> BRIEF
In this exercise, the entries below are to be transcribed exactly, line by line.

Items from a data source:
┄┄┄┄┄┄┄┄┄┄

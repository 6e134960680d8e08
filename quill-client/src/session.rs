//! Контекст аутентификации: единый источник правды о том, кто вошёл.
//!
//! Контекст передаётся явно (клонируемый хэндл), глобального состояния нет.
//! Сессия зеркалируется в [`KeyValueStore`] под ключом [`USER_KEY`], так что
//! новый процесс с тем же хранилищем восстанавливает пользователя.
//!
//! Срок жизни сессии не отслеживается: при ответе 401 вызывающий код сам
//! вызывает [`AuthContext::logout`].

use std::sync::{Arc, PoisonError, RwLock};

use tracing::{debug, warn};

use crate::auth::AuthScheme;
use crate::error::ClientResult;
use crate::models::User;
use crate::storage::{KeyValueStore, MemoryStore};

/// Ключ хранилища с JSON пользователя.
pub const USER_KEY: &str = "user";
/// Ключ хранилища с bearer-токеном.
pub const TOKEN_KEY: &str = "token";
/// Ключ хранилища с cookie клиента.
pub const COOKIES_KEY: &str = "cookies";

#[derive(Debug, Default)]
struct SessionState {
    user: Option<User>,
    token: Option<String>,
}

#[derive(Debug, Clone)]
/// Клонируемый хэндл сессии поверх постоянного хранилища.
pub struct AuthContext {
    store: Arc<dyn KeyValueStore>,
    state: Arc<RwLock<SessionState>>,
}

impl AuthContext {
    /// Создаёт контекст и восстанавливает сессию из хранилища.
    ///
    /// Отсутствующие или повреждённые данные дают анонимную сессию.
    pub fn new(store: Arc<dyn KeyValueStore>) -> Self {
        let user = restore_user(store.as_ref());
        let token = restore_token(store.as_ref());
        debug!(restored = user.is_some(), "session initialized");

        Self {
            store,
            state: Arc::new(RwLock::new(SessionState { user, token })),
        }
    }

    /// Анонимный контекст поверх хранилища в памяти.
    pub fn in_memory() -> Self {
        Self::new(Arc::new(MemoryStore::new()))
    }

    /// Хранилище, за которым живёт сессия.
    pub fn store(&self) -> &Arc<dyn KeyValueStore> {
        &self.store
    }

    /// Текущий пользователь или `None` для анонимной сессии.
    pub fn current_user(&self) -> Option<User> {
        self.read(|state| state.user.clone())
    }

    /// `true`, если пользователь вошёл.
    pub fn is_authenticated(&self) -> bool {
        self.read(|state| state.user.is_some())
    }

    /// `true`, если вошёл администратор.
    pub fn is_admin(&self) -> bool {
        self.read(|state| state.user.as_ref().is_some_and(User::is_admin))
    }

    /// Сохранённый bearer-токен.
    pub fn bearer_token(&self) -> Option<String> {
        self.read(|state| state.token.clone())
    }

    /// Схема аутентификации для запросов от имени текущего пользователя.
    pub fn auth_scheme(&self) -> AuthScheme {
        self.read(|state| AuthScheme::for_session(state.user.as_ref(), state.token.as_deref()))
    }

    /// Запоминает пользователя в памяти и в хранилище.
    ///
    /// Память обновляется всегда; ошибка записи в хранилище возвращается.
    pub fn login(&self, user: User) -> ClientResult<()> {
        let raw = serde_json::to_string(&user)?;
        self.write(|state| state.user = Some(user));
        self.store.set(USER_KEY, &raw)
    }

    /// Запоминает bearer-токен в памяти и в хранилище.
    pub fn set_bearer_token(&self, token: impl Into<String>) -> ClientResult<()> {
        let token = token.into();
        let Some(token) = parse_token(&token) else {
            return self.clear_bearer_token();
        };
        self.store.set(TOKEN_KEY, &token)?;
        self.write(|state| state.token = Some(token));
        Ok(())
    }

    fn clear_bearer_token(&self) -> ClientResult<()> {
        self.write(|state| state.token = None);
        self.store.remove(TOKEN_KEY)
    }

    /// Завершает сессию: очищает пользователя и токен в памяти и в хранилище.
    pub fn logout(&self) -> ClientResult<()> {
        self.write(|state| *state = SessionState::default());
        self.store.remove(USER_KEY)?;
        self.store.remove(TOKEN_KEY)
    }

    fn read<R>(&self, f: impl FnOnce(&SessionState) -> R) -> R {
        let guard = self.state.read().unwrap_or_else(PoisonError::into_inner);
        f(&guard)
    }

    fn write(&self, f: impl FnOnce(&mut SessionState)) {
        let mut guard = self.state.write().unwrap_or_else(PoisonError::into_inner);
        f(&mut guard);
    }
}

fn parse_user(raw: &str) -> Option<User> {
    serde_json::from_str::<User>(raw).ok()
}

fn parse_token(raw: &str) -> Option<String> {
    let token = raw.trim().to_string();
    if token.is_empty() {
        return None;
    }
    Some(token)
}

fn restore_user(store: &dyn KeyValueStore) -> Option<User> {
    let raw = match store.get(USER_KEY) {
        Ok(raw) => raw?,
        Err(err) => {
            warn!(error = %err, "session store is unreadable, starting anonymous");
            return None;
        }
    };

    let user = parse_user(&raw);
    if user.is_none() {
        warn!("stored session is malformed, starting anonymous");
    }
    user
}

fn restore_token(store: &dyn KeyValueStore) -> Option<String> {
    store.get(TOKEN_KEY).ok().flatten().as_deref().and_then(parse_token)
}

┄┄┄┄┄┄┄┄┄┄

> EXPECTED OUTPUT
repository 6e134960680d8e08
filename quill-client/src/session.rs
//! Контекст аутентификации: единый источник правды о том, кто вошёл.
//!
//! Контекст передаётся явно (клонируемый хэндл), глобального состояния нет.
//! Сессия зеркалируется в [`KeyValueStore`] под ключом [`USER_KEY`], так что
//! новый процесс с тем же хранилищем восстанавливает пользователя.
//!
//! Срок жизни сессии не отслеживается: при ответе 401 вызывающий код сам
//! вызывает [`AuthContext::logout`].

use std::sync::{Arc, PoisonError, RwLock};

use tracing::{debug, warn};

use crate::auth::AuthScheme;
use crate::error::ClientResult;
use crate::models::User;
use crate::storage::{KeyValueStore, MemoryStore};

/// Ключ хранилища с JSON пользователя.
pub const USER_KEY: &str = "user";
/// Ключ хранилища с bearer-токеном.
pub const TOKEN_KEY: &str = "token";
/// Ключ хранилища с cookie клиента.
pub const COOKIES_KEY: &str = "cookies";

#[derive(Debug, Default)]
struct SessionState {
    user: Option<User>,
    token: Option<String>,
}

#[derive(Debug, Clone)]
/// Клонируемый хэндл сессии поверх постоянного хранилища.
pub struct AuthContext {
    store: Arc<dyn KeyValueStore>,
    state: Arc<RwLock<SessionState>>,
}

impl AuthContext {
    /// Создаёт контекст и восстанавливает сессию из хранилища.
    ///
    /// Отсутствующие или повреждённые данные дают анонимную сессию.
    pub fn new(store: Arc<dyn KeyValueStore>) -> Self {
        let user = restore_user(store.as_ref());
        let token = restore_token(store.as_ref());
        debug!(restored = user.is_some(), "session initialized");

        Self {
            store,
            state: Arc::new(RwLock::new(SessionState { user, token })),
        }
    }

    /// Анонимный контекст поверх хранилища в памяти.
    pub fn in_memory() -> Self {
        Self::new(Arc::new(MemoryStore::new()))
    }

    /// Хранилище, за которым живёт сессия.
    pub fn store(&self) -> &Arc<dyn KeyValueStore> {
        &self.store
    }

    /// Текущий пользователь или `None` для анонимной сессии.
    pub fn current_user(&self) -> Option<User> {
        self.read(|state| state.user.clone())
    }

    /// `true`, если пользователь вошёл.
    pub fn is_authenticated(&self) -> bool {
        self.read(|state| state.user.is_some())
    }

    /// `true`, если вошёл администратор.
    pub fn is_admin(&self) -> bool {
        self.read(|state| state.user.as_ref().is_some_and(User::is_admin))
    }

    /// Сохранённый bearer-токен.
    pub fn bearer_token(&self) -> Option<String> {
        self.read(|state| state.token.clone())
    }

    /// Схема аутентификации для запросов от имени текущего пользователя.
    pub fn auth_scheme(&self) -> AuthScheme {
        self.read(|state| AuthScheme::for_session(state.user.as_ref(), state.token.as_deref()))
    }

    /// Запоминает пользователя в памяти и в хранилище.
    ///
    /// Память обновляется всегда; ошибка записи в хранилище возвращается.
    pub fn login(&self, user: User) -> ClientResult<()> {
        let raw = serde_json::to_string(&user)?;
        self.write(|state| state.user = Some(user));
        self.store.set(USER_KEY, &raw)
    }

    /// Запоминает bearer-токен в памяти и в хранилище.
    pub fn set_bearer_token(&self, token: impl Into<String>) -> ClientResult<()> {
        let token = token.into();
        let Some(token) = parse_token(&token) else {
            return self.clear_bearer_token();
        };
        self.store.set(TOKEN_KEY, &token)?;
        self.write(|state| state.token = Some(token));
        Ok(())
    }

    fn clear_bearer_token(&self) -> ClientResult<()> {
        self.write(|state| state.token = None);
        self.store.remove(TOKEN_KEY)
    }

    /// Завершает сессию: очищает пользователя и токен в памяти и в хранилище.
    pub fn logout(&self) -> ClientResult<()> {
        self.write(|state| *state = SessionState::default());
        self.store.remove(USER_KEY)?;
        self.store.remove(TOKEN_KEY)
    }

    fn read<R>(&self, f: impl FnOnce(&SessionState) -> R) -> R {
        let guard = self.state.read().unwrap_or_else(PoisonError::into_inner);
        f(&guard)
    }

    fn write(&self, f: impl FnOnce(&mut SessionState)) {
        let mut guard = self.state.write().unwrap_or_else(PoisonError::into_inner);
        f(&mut guard);
    }
}

fn parse_user(raw: &str) -> Option<User> {
    serde_json::from_str::<User>(raw).ok()
}

fn parse_token(raw: &str) -> Option<String> {
    let token = raw.trim().to_string();
    if token.is_empty() {
        return None;
    }
    Some(token)
}

fn restore_user(store: &dyn KeyValueStore) -> Option<User> {
    let raw = match store.get(USER_KEY) {
        Ok(raw) => raw?,
        Err(err) => {
            warn!(error = %err, "session store is unreadable, starting anonymous");
            return None;
        }
    };

    let user = parse_user(&raw);
    if user.is_none() {
        warn!("stored session is malformed, starting anonymous");
    }
    user
}

fn restore_token(store: &dyn KeyValueStore) -> Option<String> {
    store.get(TOKEN_KEY).ok().flatten().as_deref().and_then(parse_token)
}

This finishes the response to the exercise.